Where's a Good Lawyer When You Need One?
Wisconsin Public Television is looking for a smart, well-spoken attorney to participate in a mock trial about the civil unions and marriage ban. No, they're not looking for one on our side. Those are easily found among the state's firms and law school faculty, or pretty much wherever you find smart, well-spoken attorneys.
They're looking for one on the other side and -- are you surprised? -- they're coming up empty.
So Andy Moore, senior news producer at WPT, issued an open casting call in yesterday's Wisconsin State Journal.

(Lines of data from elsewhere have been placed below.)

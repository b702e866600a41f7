use core::fmt::{Debug, Display, Formatter, Result};
use core::hash::Hash;

use crate::schedule::types::Action;

pub mod conflict;
pub mod recovery;
pub mod view;

pub use conflict::{conflict_graph, conflict_serializable};
pub use recovery::{aca, recoverable, strict};
pub use view::{view_equivalent, view_serializable};

/// Correctness criteria a schedule can be classified against.
///
/// The serializability criteria compare the schedule to serial executions;
/// the recovery criteria constrain when transactions may observe each
/// other's writes relative to commits. The recovery criteria form a strict
/// chain: strict implies ACA implies recoverable.
#[cfg_attr(feature = "serde", derive(::serde::Serialize, ::serde::Deserialize))]
#[derive(Debug, Copy, Clone, PartialEq, Eq)]
pub enum Property {
    /// View-equivalent to some serial schedule over the same transactions.
    ViewSerializable,
    /// The conflict graph is acyclic.
    ConflictSerializable,
    /// Transactions commit only after everything they read from commits.
    Recoverable,
    /// No transaction reads a still-uncommitted write.
    AvoidsCascadingAborts,
    /// No transaction reads or overwrites a still-uncommitted write.
    Strict,
}

/// Check whether a schedule satisfies one [`Property`].
///
/// Total over well-formed schedules: every call is deterministic,
/// side-effect free, and allocates only call-local state.
pub fn check<Object>(schedule: &[Action<Object>], property: Property) -> bool
where
    Object: Eq + Hash + Clone + Debug,
{
    tracing::debug!(actions = schedule.len(), ?property, "classifying schedule");

    match property {
        Property::ViewSerializable => view::view_serializable(schedule),
        Property::ConflictSerializable => conflict::conflict_serializable(schedule),
        Property::Recoverable => recovery::recoverable(schedule),
        Property::AvoidsCascadingAborts => recovery::aca(schedule),
        Property::Strict => recovery::strict(schedule),
    }
}

/// Result of classifying one schedule against all five criteria.
#[cfg_attr(feature = "serde", derive(::serde::Serialize, ::serde::Deserialize))]
#[derive(Debug, Copy, Clone, PartialEq, Eq)]
pub struct Characterization {
    pub view_serializable: bool,
    pub conflict_serializable: bool,
    pub recoverable: bool,
    pub avoids_cascading_aborts: bool,
    pub strict: bool,
}

impl Characterization {
    /// Property values in the fixed display order.
    #[must_use]
    pub const fn as_array(&self) -> [(Property, bool); 5] {
        [
            (Property::ViewSerializable, self.view_serializable),
            (Property::ConflictSerializable, self.conflict_serializable),
            (Property::Recoverable, self.recoverable),
            (Property::AvoidsCascadingAborts, self.avoids_cascading_aborts),
            (Property::Strict, self.strict),
        ]
    }
}

impl Display for Characterization {
    /// Compact `T`/`F` flags in the order VS, CS, REC, ACA, ST.
    fn fmt(&self, f: &mut Formatter) -> Result {
        let mut first = true;
        for (_, value) in self.as_array() {
            if !first {
                write!(f, " ")?;
            }
            write!(f, "{}", if value { "T" } else { "F" })?;
            first = false;
        }
        Ok(())
    }
}

/// Classify a schedule against all five criteria at once.
#[must_use]
pub fn characterize<Object>(schedule: &[Action<Object>]) -> Characterization
where
    Object: Eq + Hash + Clone + Debug,
{
    Characterization {
        view_serializable: view::view_serializable(schedule),
        conflict_serializable: conflict::conflict_serializable(schedule),
        recoverable: recovery::recoverable(schedule),
        avoids_cascading_aborts: recovery::aca(schedule),
        strict: recovery::strict(schedule),
    }
}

At Wisconsin Public Television, we're putting the proposed marriage amendment to the state constitution on trial. Courtroom dramas have always been popular prime time programs. We're taking the color and excitement of the genre and turning it into a serious exercise in public policy.Carrie Lynch, at What's Left, first wrote about this yesterday:
Unlike the dramatic TV shows, our courtroom will be populated with real people; Wisconsinites with points of view and personal stakes in the outcome of the November marriage ballot.. . .
Trouble is, we've run into what Hollywood would call a casting problem.
We can't find a good attorney who's willing to argue for a "yes" vote to define marriage as between "one man and one woman." [Aside to Andy: the ban has a second sentence too.] Outreach to state and national traditional marriage lobbying groups and legal aid organizations has been unsuccessful.
The so-called "traditional marriage" groups have declined to even help find a lawyer because they believe that everyone that watches WPT will vote against the amendment and all of the folks on their side are found in churches rather than watching television.Also, the XoffFiles has some ideas about who WPT should recruit.
I think it's safe to say that not everyone that watches WPT is going to vote against the amendment, but even if they are, shouldn't they be willing to defend their side of the argument?
Unless it's not defendable.
Okay, so we shouldn't get complacent. Given Vote Yes's limited financial disclosure and now this refusal to provide a spokesperson, we don't know exactly what they're up to -- or what they could pull off in the future.
But giving up an hour in front of a statewide television audience? What's going on over there anyways?